A veteran of the Air Force once shared with me a little tidbit about fighter pilots.  It's not that fighter pilots have no fear.  In fact many a fighter pilot has returned from a dog fight with the enemy, having shit in their pants.  What sets them apart is courage, that is, the ability to act in the face of one's fears.  Courage is not the lack of fear, but the conquering of our fears.

And faith is the foundation of all courage.  It is that complete and total trust that enables us to act with courage in the face of our fears.

Be of good courage, little flock, and trust that it is the Father's good pleasure to give you the Kingdom.

The truth is that most of us have lived with fear at some point in our lives.

The hope is that in the midst of our fears, faith abides.

And our responsibility is to act with courage in the face of our fears.

What are you afraid of?

A lot of things evoke a response of fear within us.

In 2002 a doctor examined me, and heard a heart murmur that hadn’t been there before.  Subsequent tests revealed a failed mitral valve in my heart.  Surgery was the only option.  Fear was the reaction.

One of the things I insisted on doing was to give my wife a brief overview of our financial status.  What would happen if I was gone?  How would she manage?  What should she do? I took a friend aside and specifically asked him to help her if needed.  He didn’t want to hear any of it.  I would be just fine.  But, you see, fears are real.

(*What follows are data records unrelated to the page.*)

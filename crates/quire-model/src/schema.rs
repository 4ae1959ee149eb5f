//! The content schema: which nodes may contain what, and which marks exist.
//!
//! ## Learning: Closed Sets as Enums
//!
//! Editors written in dynamic languages usually register node and mark
//! types at runtime. Here the set is closed: `NodeType` and `MarkType`
//! are plain enums, and every content rule is a `match`. Adding a node
//! type means adding a variant, and the compiler points at every rule
//! that has to learn about it.

use serde::{Deserialize, Serialize};

use crate::node::{Content, Mark, Node, NodeKind};

/// Every kind of node a document can contain.
#[derive(Debug, Clone, Copy, PartialEq, Eq, Hash, Serialize, Deserialize)]
#[serde(rename_all = "snake_case")]
pub enum NodeType {
    Doc,
    Paragraph,
    Heading,
    Blockquote,
    BulletList,
    OrderedList,
    ListItem,
    Image,
    Video,
    HorizontalRule,
}

impl NodeType {
    /// Returns the node type's name.
    pub fn name(&self) -> &'static str {
        match self {
            NodeType::Doc => "doc",
            NodeType::Paragraph => "paragraph",
            NodeType::Heading => "heading",
            NodeType::Blockquote => "blockquote",
            NodeType::BulletList => "bullet_list",
            NodeType::OrderedList => "ordered_list",
            NodeType::ListItem => "list_item",
            NodeType::Image => "image",
            NodeType::Video => "video",
            NodeType::HorizontalRule => "horizontal_rule",
        }
    }

    /// Returns true for nodes whose content is inline text.
    pub fn is_textblock(&self) -> bool {
        matches!(self, NodeType::Paragraph | NodeType::Heading)
    }

    /// Returns true for nodes that never have content.
    pub fn is_leaf(&self) -> bool {
        matches!(
            self,
            NodeType::Image | NodeType::Video | NodeType::HorizontalRule
        )
    }

    /// Returns true for list containers.
    pub fn is_list(&self) -> bool {
        matches!(self, NodeType::BulletList | NodeType::OrderedList)
    }
}

impl std::fmt::Display for NodeType {
    fn fmt(&self, f: &mut std::fmt::Formatter<'_>) -> std::fmt::Result {
        f.write_str(self.name())
    }
}

/// Every kind of inline mark.
///
/// The declaration order is the canonical nesting order used by the
/// serializer: links wrap everything else.
#[derive(Debug, Clone, Copy, PartialEq, Eq, Hash, PartialOrd, Ord, Serialize, Deserialize)]
#[serde(rename_all = "snake_case")]
pub enum MarkType {
    Link,
    Bold,
    Italic,
    Underline,
}

impl MarkType {
    /// Returns the mark type's name.
    pub fn name(&self) -> &'static str {
        match self {
            MarkType::Link => "link",
            MarkType::Bold => "bold",
            MarkType::Italic => "italic",
            MarkType::Underline => "underline",
        }
    }

    /// Parses a mark type from its name.
    pub fn from_name(name: &str) -> Option<Self> {
        match name {
            "link" => Some(MarkType::Link),
            "bold" => Some(MarkType::Bold),
            "italic" => Some(MarkType::Italic),
            "underline" => Some(MarkType::Underline),
            _ => None,
        }
    }

    /// Returns true if this mark cannot coexist with `other` on the same text.
    ///
    /// No pair of marks in this schema excludes each other; a run can be
    /// bold, italic, underlined and linked at once.
    pub fn excludes(&self, _other: MarkType) -> bool {
        false
    }
}

impl std::fmt::Display for MarkType {
    fn fmt(&self, f: &mut std::fmt::Formatter<'_>) -> std::fmt::Result {
        f.write_str(self.name())
    }
}

/// What a node type may contain.
#[derive(Debug, Clone, Copy, PartialEq, Eq)]
pub enum ContentRule {
    /// Block children drawn from `allowed`, at least `min` of them.
    Blocks {
        allowed: &'static [NodeType],
        min: usize,
    },
    /// Inline text runs.
    Inline,
    /// No content at all.
    Leaf,
}

const DOC_CONTENT: &[NodeType] = &[
    NodeType::Paragraph,
    NodeType::Heading,
    NodeType::Blockquote,
    NodeType::BulletList,
    NodeType::OrderedList,
    NodeType::Image,
    NodeType::Video,
    NodeType::HorizontalRule,
];

const QUOTE_CONTENT: &[NodeType] = &[
    NodeType::Paragraph,
    NodeType::Heading,
    NodeType::BulletList,
    NodeType::OrderedList,
];

const LIST_CONTENT: &[NodeType] = &[NodeType::ListItem];

const ITEM_CONTENT: &[NodeType] = &[
    NodeType::Paragraph,
    NodeType::BulletList,
    NodeType::OrderedList,
];

/// A content rule was broken.
#[derive(Debug, Clone, PartialEq, Eq, thiserror::Error)]
pub enum SchemaViolation {
    #[error("{parent} cannot contain {child}")]
    DisallowedChild { parent: NodeType, child: NodeType },

    #[error("{node} requires at least {min} child node(s)")]
    TooFewChildren { node: NodeType, min: usize },

    #[error("{0} only accepts inline content")]
    ExpectedInline(NodeType),

    #[error("{0} cannot contain inline content")]
    UnexpectedInline(NodeType),

    #[error("{0} is a leaf and cannot have content")]
    LeafWithContent(NodeType),

    #[error("text is not allowed directly inside {0}")]
    TextNotAllowed(NodeType),

    #[error("empty text runs are not allowed")]
    EmptyTextRun,

    #[error("adjacent text runs with identical marks must be merged")]
    UnmergedRuns,

    #[error("invalid attribute on {node}: {reason}")]
    InvalidAttribute { node: NodeType, reason: String },

    #[error("invalid {mark} mark: {reason}")]
    InvalidMark { mark: MarkType, reason: String },

    #[error("{0} cannot be changed into a different node type")]
    TypeChange(NodeType),
}

/// The fixed content schema of an editing session.
///
/// A `Schema` is a plain value: build it once when the session starts
/// and pass it by reference. Nothing mutates it afterwards.
#[derive(Debug, Clone, PartialEq, Eq)]
pub struct Schema {
    max_heading_level: u8,
}

impl Schema {
    /// Creates a schema allowing headings up to `max_heading_level` (clamped to 1..=6).
    pub fn new(max_heading_level: u8) -> Self {
        Self {
            max_heading_level: max_heading_level.clamp(1, 6),
        }
    }

    /// Returns the deepest heading level allowed.
    pub fn max_heading_level(&self) -> u8 {
        self.max_heading_level
    }

    /// Returns the content rule for a node type.
    pub fn content_rule(&self, node_type: NodeType) -> ContentRule {
        match node_type {
            NodeType::Doc => ContentRule::Blocks {
                allowed: DOC_CONTENT,
                min: 1,
            },
            NodeType::Blockquote => ContentRule::Blocks {
                allowed: QUOTE_CONTENT,
                min: 1,
            },
            NodeType::BulletList | NodeType::OrderedList => ContentRule::Blocks {
                allowed: LIST_CONTENT,
                min: 1,
            },
            NodeType::ListItem => ContentRule::Blocks {
                allowed: ITEM_CONTENT,
                min: 1,
            },
            NodeType::Paragraph | NodeType::Heading => ContentRule::Inline,
            NodeType::Image | NodeType::Video | NodeType::HorizontalRule => ContentRule::Leaf,
        }
    }

    /// Returns true if `parent` accepts `child` as a direct child.
    pub fn allows_child(&self, parent: NodeType, child: NodeType) -> bool {
        match self.content_rule(parent) {
            ContentRule::Blocks { allowed, .. } => allowed.contains(&child),
            ContentRule::Inline | ContentRule::Leaf => false,
        }
    }

    /// Validates a node and its entire subtree.
    pub fn validate(&self, node: &Node) -> Result<(), SchemaViolation> {
        let node_type = node.node_type();
        self.validate_attrs(node.kind())?;

        match (self.content_rule(node_type), node.content()) {
            (ContentRule::Blocks { allowed, min }, Content::Blocks(children)) => {
                if children.len() < min {
                    return Err(SchemaViolation::TooFewChildren {
                        node: node_type,
                        min,
                    });
                }
                for child in children {
                    if !allowed.contains(&child.node_type()) {
                        return Err(SchemaViolation::DisallowedChild {
                            parent: node_type,
                            child: child.node_type(),
                        });
                    }
                    self.validate(child)?;
                }
                Ok(())
            }
            (ContentRule::Blocks { .. }, Content::Inline(runs)) if !runs.is_empty() => {
                Err(SchemaViolation::UnexpectedInline(node_type))
            }
            (ContentRule::Blocks { min, .. }, _) => Err(SchemaViolation::TooFewChildren {
                node: node_type,
                min,
            }),
            (ContentRule::Inline, Content::Inline(runs)) => {
                for (i, run) in runs.iter().enumerate() {
                    if run.text.is_empty() {
                        return Err(SchemaViolation::EmptyTextRun);
                    }
                    if i > 0 && runs[i - 1].marks == run.marks {
                        return Err(SchemaViolation::UnmergedRuns);
                    }
                    for mark in run.marks.iter() {
                        self.validate_mark(mark)?;
                    }
                }
                Ok(())
            }
            (ContentRule::Inline, Content::Empty) => Ok(()),
            (ContentRule::Inline, Content::Blocks(_)) => {
                Err(SchemaViolation::ExpectedInline(node_type))
            }
            (ContentRule::Leaf, Content::Empty) => Ok(()),
            (ContentRule::Leaf, _) => Err(SchemaViolation::LeafWithContent(node_type)),
        }
    }

    /// Validates node attributes only.
    pub fn validate_attrs(&self, kind: &NodeKind) -> Result<(), SchemaViolation> {
        match kind {
            NodeKind::Heading { level } => {
                if *level == 0 || *level > self.max_heading_level {
                    return Err(SchemaViolation::InvalidAttribute {
                        node: NodeType::Heading,
                        reason: format!(
                            "level {} is outside 1..={}",
                            level, self.max_heading_level
                        ),
                    });
                }
                Ok(())
            }
            NodeKind::Image { src, .. } => {
                if src.trim().is_empty() {
                    return Err(SchemaViolation::InvalidAttribute {
                        node: NodeType::Image,
                        reason: "src must not be empty".to_string(),
                    });
                }
                Ok(())
            }
            NodeKind::Video { video_id } => {
                let valid = !video_id.is_empty()
                    && video_id
                        .chars()
                        .all(|c| c.is_ascii_alphanumeric() || c == '-' || c == '_');
                if !valid {
                    return Err(SchemaViolation::InvalidAttribute {
                        node: NodeType::Video,
                        reason: format!("invalid video id {:?}", video_id),
                    });
                }
                Ok(())
            }
            _ => Ok(()),
        }
    }

    /// Validates a mark's attributes.
    pub fn validate_mark(&self, mark: &Mark) -> Result<(), SchemaViolation> {
        if let Mark::Link { href, .. } = mark {
            let reason = if href.trim().is_empty() {
                Some("href must not be empty")
            } else if href.chars().any(|c| c.is_whitespace() || c.is_control()) {
                Some("href must not contain whitespace")
            } else if href.to_ascii_lowercase().starts_with("javascript:") {
                Some("javascript: links are not allowed")
            } else {
                None
            };
            if let Some(reason) = reason {
                return Err(SchemaViolation::InvalidMark {
                    mark: MarkType::Link,
                    reason: reason.to_string(),
                });
            }
        }
        Ok(())
    }
}

impl Default for Schema {
    fn default() -> Self {
        Self::new(6)
    }
}
//! Property tests for stored markup and mark ranges.

use proptest::prelude::*;
use quire_model::markup::{parse, serialize};
use quire_model::{Document, Mark, MarkType, Node, Schema, TextRun, resolve_mark_range};

fn arb_mark() -> impl Strategy<Value = Mark> + Clone {
    prop_oneof![
        Just(Mark::Bold),
        Just(Mark::Italic),
        Just(Mark::Underline),
        (0..3usize).prop_map(|n| Mark::link(format!("https://site{n}.dev/?a=1&b=\"2\""), None)),
        Just(Mark::link("/local", Some("Local <page>".to_string()))),
    ]
}

fn arb_run() -> impl Strategy<Value = TextRun> + Clone {
    (
        "[a-z <>&\"'\n]{1,8}",
        proptest::collection::vec(arb_mark(), 0..3),
    )
        .prop_map(|(text, marks)| TextRun::marked(text, marks))
}

fn arb_block() -> impl Strategy<Value = Node> {
    let runs = proptest::collection::vec(arb_run(), 0..5);
    prop_oneof![
        runs.clone().prop_map(Node::paragraph),
        (1u8..=6, runs.clone()).prop_map(|(level, runs)| Node::heading(level, runs)),
        runs.clone()
            .prop_map(|runs| Node::blockquote(vec![Node::paragraph(runs)])),
        runs.prop_map(|runs| Node::bullet_list(vec![Node::list_item(vec![Node::paragraph(runs)])])),
        Just(Node::horizontal_rule()),
        "[a-zA-Z0-9_-]{1,11}".prop_map(Node::video),
        ("[a-z/.]{1,10}", proptest::option::of("[a-z &]{0,6}"))
            .prop_map(|(src, alt)| Node::image(format!("/{src}"), alt)),
    ]
}

proptest! {
    #[test]
    fn markup_round_trips(blocks in proptest::collection::vec(arb_block(), 1..6)) {
        let schema = Schema::default();
        let doc = Document::from_blocks(blocks, &schema).unwrap();
        let reparsed = parse(&serialize(&doc), &schema).unwrap();
        prop_assert_eq!(reparsed, doc);
    }

    #[test]
    fn mark_range_never_includes_its_edges(
        runs in proptest::collection::vec(arb_run(), 1..6),
        offset in 0usize..64,
    ) {
        let schema = Schema::default();
        let doc = Document::from_blocks(vec![Node::paragraph(runs)], &schema).unwrap();
        let pos = offset % (doc.size() + 1);
        if let Some(range) = resolve_mark_range(&doc, pos, MarkType::Link) {
            prop_assert!(range.from < pos && pos < range.to);
            // positions on the edges resolve to nothing
            prop_assert_eq!(resolve_mark_range(&doc, range.from, MarkType::Link)
                .filter(|r| *r == range), None);
            prop_assert_eq!(resolve_mark_range(&doc, range.to, MarkType::Link)
                .filter(|r| *r == range), None);
        }
    }
}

Oh, I had done plenty of research on the surgery.  I knew from the studies that mitral valve repairs are successful 98% of the time.  That’s what I read anyway.  But my response was that there is always that 2%.  And I would muse that if we had a 2% chance of winning the lottery, we’d all go out and buy tickets. 

But it wasn’t just the thought of dying that made me afraid.  It was also the thought of the recovery.  The pain.  The discomfort.  And what would life be like for me after it was all done.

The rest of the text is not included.